Try it – Search the material below for the string "Money" and extract each line that has it.

Dataset excerpts –
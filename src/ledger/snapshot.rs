//! Ledger snapshot documents
//!
//! A snapshot holds the shared category list plus each user's transactions
//! and budgets. It is validated as a whole on load, so every row the
//! engine later sees references a known category of the right kind.

use serde::{Deserialize, Serialize};
use std::collections::{BTreeMap, HashMap, HashSet};
use std::path::Path;
use tracing::{debug, info};

use super::file_io::{read_document, write_document_atomic};
use crate::error::{InsightsError, InsightsResult};
use crate::models::{Budget, Category, CategoryId, Period, Transaction, UserId};

/// One user's rows
#[derive(Debug, Clone, Default, PartialEq, Serialize, Deserialize)]
pub struct UserLedger {
    #[serde(default)]
    pub transactions: Vec<Transaction>,
    #[serde(default)]
    pub budgets: Vec<Budget>,
}

/// Complete ledger contents
#[derive(Debug, Clone, Default, PartialEq, Serialize, Deserialize)]
pub struct LedgerSnapshot {
    /// Reference categories shared by every user
    #[serde(default)]
    pub categories: Vec<Category>,

    /// Rows per user
    #[serde(default)]
    pub users: BTreeMap<UserId, UserLedger>,
}

impl LedgerSnapshot {
    /// Load and validate a snapshot from a `.json`, `.yaml` or `.yml` file
    pub fn load<P: AsRef<Path>>(path: P) -> InsightsResult<Self> {
        let path = path.as_ref();
        let snapshot: LedgerSnapshot = read_document(path)?;
        snapshot.validate()?;

        info!(
            path = %path.display(),
            categories = snapshot.categories.len(),
            users = snapshot.users.len(),
            "loaded ledger snapshot"
        );

        Ok(snapshot)
    }

    /// Validate and write the snapshot
    pub fn save<P: AsRef<Path>>(&self, path: P) -> InsightsResult<()> {
        self.validate()?;
        write_document_atomic(path, self)
    }

    /// Users present in the snapshot, in order
    pub fn user_ids(&self) -> impl Iterator<Item = &UserId> {
        self.users.keys()
    }

    /// Check the invariants the engine relies on.
    ///
    /// - category names are valid and ids unique
    /// - amounts are non-negative
    /// - every row references a known category, and transactions match its kind
    /// - at most one budget per (user, category, period)
    pub fn validate(&self) -> InsightsResult<()> {
        let mut by_id: HashMap<CategoryId, &Category> = HashMap::new();
        for category in &self.categories {
            category
                .validate()
                .map_err(|e| InsightsError::Validation(format!("{}: {}", category.name, e)))?;
            if by_id.insert(category.id, category).is_some() {
                return Err(InsightsError::Validation(format!(
                    "Duplicate category id {}",
                    category.id
                )));
            }
        }

        for (user, ledger) in &self.users {
            for txn in &ledger.transactions {
                txn.validate().map_err(|e| {
                    InsightsError::Validation(format!("User {}: {} ({})", user, e, txn))
                })?;

                let category = by_id
                    .get(&txn.category_id)
                    .ok_or_else(|| InsightsError::category_not_found(txn.category_id.to_string()))?;

                if category.kind != txn.kind {
                    return Err(InsightsError::KindMismatch {
                        entity_type: "Transaction",
                        category: category.name.clone(),
                        expected: category.kind,
                        found: txn.kind,
                    });
                }
            }

            let mut seen: HashSet<(CategoryId, Period)> = HashSet::new();
            for budget in &ledger.budgets {
                budget.validate().map_err(|e| {
                    InsightsError::Validation(format!("User {}: {} ({})", user, e, budget))
                })?;

                let category = by_id
                    .get(&budget.category_id)
                    .ok_or_else(|| InsightsError::category_not_found(budget.category_id.to_string()))?;

                if !seen.insert((budget.category_id, budget.period)) {
                    return Err(InsightsError::Validation(format!(
                        "User {} has more than one budget for '{}' in {}",
                        user, category.name, budget.period
                    )));
                }
            }

            debug!(
                %user,
                transactions = ledger.transactions.len(),
                budgets = ledger.budgets.len(),
                "validated user ledger"
            );
        }

        Ok(())
    }
}
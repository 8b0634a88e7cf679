//! Report service
//!
//! Orchestrates the engine: each report fetches every row it needs from the
//! ledger up front, then runs the pure functions in [`crate::reports`].

use serde::{Deserialize, Serialize};
use tracing::{debug, info};

use crate::config::Settings;
use crate::error::InsightsResult;
use crate::ledger::LedgerQuery;
use crate::models::{
    tips_by_category, Budget, Category, Money, Period, PeriodRange, Transaction, TransactionKind,
    UserId,
};
use crate::reports::{
    aggregate, budget_plan, build_trend, category_budget_rows, compare_over_budget,
    compare_under_budget, dashboard_summary, distinct_periods, grand_total, percentage_shares,
    register, top_n, trend_window, BudgetComparisonEntry, BudgetPlan, CategoryBudgetRow,
    CategoryShare, DashboardSummary, Hotspot, MonthlySnapshot, MonthlyTotals, RegisterEntry,
    RegisterFilter, RegisterSort,
};

/// Category totals with shares for one kind and period
#[derive(Debug, Clone, PartialEq, Serialize, Deserialize)]
#[serde(rename_all = "camelCase")]
pub struct CategoryBreakdown {
    pub kind: TransactionKind,
    pub period: Period,
    pub total: Money,
    pub categories: Vec<CategoryShare>,
}

/// Budget adherence for one period
#[derive(Debug, Clone, PartialEq, Serialize, Deserialize)]
#[serde(rename_all = "camelCase")]
pub struct BudgetPerformance {
    pub period: Period,
    pub income_plan: BudgetPlan,
    pub expense_plan: BudgetPlan,
    /// Income categories short of their target
    pub under_budget: Vec<BudgetComparisonEntry>,
    /// Expense categories over their limit
    pub over_budget: Vec<BudgetComparisonEntry>,
    pub income_rows: Vec<CategoryBudgetRow>,
    pub expense_rows: Vec<CategoryBudgetRow>,
}

/// Everything shown for a month at a glance
#[derive(Debug, Clone, PartialEq, Serialize, Deserialize)]
#[serde(rename_all = "camelCase")]
pub struct SummaryReport {
    pub period: Period,
    pub total_income: Money,
    pub total_expenses: Money,
    pub balance: Money,
    pub savings_rate: f64,
    pub income_hotspots: Vec<Hotspot>,
    pub expense_hotspots: Vec<Hotspot>,
    pub under_budget: Vec<BudgetComparisonEntry>,
    pub over_budget: Vec<BudgetComparisonEntry>,
    pub trend: Vec<MonthlySnapshot>,
}

/// Rows of one kind fetched for a report
struct KindRows {
    categories: Vec<Category>,
    transactions: Vec<Transaction>,
    budgets: Vec<Budget>,
}

impl KindRows {
    fn in_period(&self, period: Period) -> Vec<Transaction> {
        self.transactions
            .iter()
            .filter(|t| period.contains(t.date))
            .cloned()
            .collect()
    }
}

/// Service producing reports for one ledger
pub struct ReportService<'a, L: LedgerQuery + ?Sized> {
    ledger: &'a L,
    settings: &'a Settings,
}

impl<'a, L: LedgerQuery + ?Sized> ReportService<'a, L> {
    /// Create a new report service
    pub fn new(ledger: &'a L, settings: &'a Settings) -> Self {
        Self { ledger, settings }
    }

    fn fetch(
        &self,
        user: &UserId,
        kind: TransactionKind,
        range: PeriodRange,
        with_budgets: bool,
    ) -> InsightsResult<KindRows> {
        let rows = KindRows {
            categories: self.ledger.categories(kind)?,
            transactions: self.ledger.transactions(user, kind, range)?,
            budgets: if with_budgets {
                self.ledger.budgets(user, kind, range)?
            } else {
                Vec::new()
            },
        };

        debug!(
            %user,
            %kind,
            %range,
            categories = rows.categories.len(),
            transactions = rows.transactions.len(),
            budgets = rows.budgets.len(),
            "fetched report rows"
        );

        Ok(rows)
    }

    /// Periods with any income or expense, most recent first
    pub fn period_catalog(&self, user: &UserId) -> InsightsResult<Vec<Period>> {
        let income = self.ledger.activity_dates(user, TransactionKind::Income)?;
        let expenses = self.ledger.activity_dates(user, TransactionKind::Expense)?;
        Ok(distinct_periods(&income, &expenses))
    }

    /// Periods with activity of one kind, most recent first
    pub fn kind_catalog(&self, user: &UserId, kind: TransactionKind) -> InsightsResult<Vec<Period>> {
        let dates = self.ledger.activity_dates(user, kind)?;
        Ok(distinct_periods(&dates, &[]))
    }

    /// The requested period, or the most recent one with activity
    pub fn resolve_period(&self, user: &UserId, requested: Option<Period>) -> InsightsResult<Period> {
        if let Some(period) = requested {
            return Ok(period);
        }
        let catalog = self.period_catalog(user)?;
        // The catalog is never empty: it falls back to the current period
        Ok(catalog.first().copied().unwrap_or_else(Period::current))
    }

    /// Ranked category totals with percentage shares
    pub fn category_breakdown(
        &self,
        user: &UserId,
        kind: TransactionKind,
        period: Period,
    ) -> InsightsResult<CategoryBreakdown> {
        let rows = self.fetch(user, kind, PeriodRange::single(period), false)?;
        let totals = aggregate(&rows.transactions, &rows.categories)?;

        info!(%user, %kind, %period, "generated category breakdown");

        Ok(CategoryBreakdown {
            kind,
            period,
            total: grand_total(&totals),
            categories: percentage_shares(&totals),
        })
    }

    /// Budget plans, under/over lists and chart rows for a period
    pub fn budget_performance(
        &self,
        user: &UserId,
        period: Period,
    ) -> InsightsResult<BudgetPerformance> {
        let range = PeriodRange::single(period);
        let income = self.fetch(user, TransactionKind::Income, range, true)?;
        let expense = self.fetch(user, TransactionKind::Expense, range, true)?;

        let income_totals = aggregate(&income.transactions, &income.categories)?;
        let expense_totals = aggregate(&expense.transactions, &expense.categories)?;
        let income_tips = tips_by_category(&income.categories);
        let expense_tips = tips_by_category(&expense.categories);

        let report = BudgetPerformance {
            period,
            income_plan: budget_plan(
                TransactionKind::Income,
                period,
                &income.transactions,
                &income.budgets,
            ),
            expense_plan: budget_plan(
                TransactionKind::Expense,
                period,
                &expense.transactions,
                &expense.budgets,
            ),
            under_budget: compare_under_budget(&income_totals, &income.budgets, period, &income_tips),
            over_budget: compare_over_budget(&expense_totals, &expense.budgets, period, &expense_tips),
            income_rows: category_budget_rows(&income_totals, &income.budgets, period),
            expense_rows: category_budget_rows(&expense_totals, &expense.budgets, period),
        };

        info!(
            %user,
            %period,
            under = report.under_budget.len(),
            over = report.over_budget.len(),
            "generated budget performance"
        );

        Ok(report)
    }

    /// Top categories of one kind; `count` overrides the configured size
    pub fn hotspots(
        &self,
        user: &UserId,
        kind: TransactionKind,
        period: Period,
        count: Option<usize>,
    ) -> InsightsResult<Vec<Hotspot>> {
        let rows = self.fetch(user, kind, PeriodRange::single(period), false)?;
        let totals = aggregate(&rows.transactions, &rows.categories)?;
        let n = count.unwrap_or(self.settings.hotspot_count);

        info!(%user, %kind, %period, n, "generated hotspots");
        Ok(top_n(&totals, n, &tips_by_category(&rows.categories)))
    }

    /// Balance and savings-rate trend ending at `period`; `window` overrides
    /// the configured size
    pub fn trend(
        &self,
        user: &UserId,
        period: Period,
        window: Option<usize>,
    ) -> InsightsResult<Vec<MonthlySnapshot>> {
        let window = window.unwrap_or(self.settings.trend_window);
        let history = self.period_catalog(user)?;
        let periods = trend_window(period, &history, window)?;
        let range = window_range(&periods, period);

        let income = self.ledger.transactions(user, TransactionKind::Income, range)?;
        let expenses = self.ledger.transactions(user, TransactionKind::Expense, range)?;

        let trend = trend_from_rows(period, &history, &income, &expenses, window)?;
        info!(%user, %period, window, "generated trend");
        Ok(trend)
    }

    /// Hotspots, budget misses and trend for one period in a single report
    pub fn summary(&self, user: &UserId, period: Period) -> InsightsResult<SummaryReport> {
        let window = self.settings.trend_window;
        let history = self.period_catalog(user)?;
        let periods = trend_window(period, &history, window)?;
        let range = window_range(&periods, period);

        let income = self.fetch(user, TransactionKind::Income, range, true)?;
        let expense = self.fetch(user, TransactionKind::Expense, range, true)?;

        let income_now = income.in_period(period);
        let expense_now = expense.in_period(period);
        let income_totals = aggregate(&income_now, &income.categories)?;
        let expense_totals = aggregate(&expense_now, &expense.categories)?;
        let income_tips = tips_by_category(&income.categories);
        let expense_tips = tips_by_category(&expense.categories);

        let month = MonthlyTotals {
            income: grand_total(&income_totals),
            expense: grand_total(&expense_totals),
        };
        let n = self.settings.hotspot_count;

        let report = SummaryReport {
            period,
            total_income: month.income,
            total_expenses: month.expense,
            balance: month.balance(),
            savings_rate: month.savings_rate(),
            income_hotspots: top_n(&income_totals, n, &income_tips),
            expense_hotspots: top_n(&expense_totals, n, &expense_tips),
            under_budget: compare_under_budget(&income_totals, &income.budgets, period, &income_tips),
            over_budget: compare_over_budget(&expense_totals, &expense.budgets, period, &expense_tips),
            trend: trend_from_rows(
                period,
                &history,
                &income.transactions,
                &expense.transactions,
                window,
            )?,
        };

        info!(%user, %period, "generated summary report");
        Ok(report)
    }

    /// Lifetime totals and the most recent transactions
    pub fn dashboard(&self, user: &UserId) -> InsightsResult<DashboardSummary> {
        let income = self.ledger.all_transactions(user, TransactionKind::Income)?;
        let expenses = self.ledger.all_transactions(user, TransactionKind::Expense)?;
        let mut categories = self.ledger.categories(TransactionKind::Income)?;
        categories.extend(self.ledger.categories(TransactionKind::Expense)?);

        let summary = dashboard_summary(
            &income,
            &expenses,
            &categories,
            self.settings.recent_transaction_count,
        )?;

        info!(%user, "generated dashboard");
        Ok(summary)
    }

    /// One period's transactions of a kind, filtered and sorted
    pub fn register(
        &self,
        user: &UserId,
        kind: TransactionKind,
        period: Period,
        filter: &RegisterFilter,
        sort: RegisterSort,
    ) -> InsightsResult<Vec<RegisterEntry>> {
        let rows = self.fetch(user, kind, PeriodRange::single(period), false)?;
        let entries = register(&rows.transactions, &rows.categories, filter, sort)?;

        info!(%user, %kind, %period, %sort, entries = entries.len(), "generated register");
        Ok(entries)
    }
}

/// Range covering a trend window, which is ascending and ends at `period`
fn window_range(periods: &[Period], period: Period) -> PeriodRange {
    let oldest = periods.first().copied().unwrap_or(period);
    PeriodRange::new(oldest, period)
}

/// Build the trend from rows already fetched for the whole window
fn trend_from_rows(
    period: Period,
    history: &[Period],
    income: &[Transaction],
    expenses: &[Transaction],
    window: usize,
) -> InsightsResult<Vec<MonthlySnapshot>> {
    let by_period = MonthlyTotals::by_period(income.iter().chain(expenses));
    build_trend(
        period,
        history,
        |p| Ok(by_period.get(&p).copied().unwrap_or_default()),
        window,
    )
}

Expected output –
    tips_by_category, Budget, Category, Money, Period, PeriodRange, Transaction, TransactionKind,
    pub total: Money,
    pub total_income: Money,
    pub total_expenses: Money,
    pub balance: Money,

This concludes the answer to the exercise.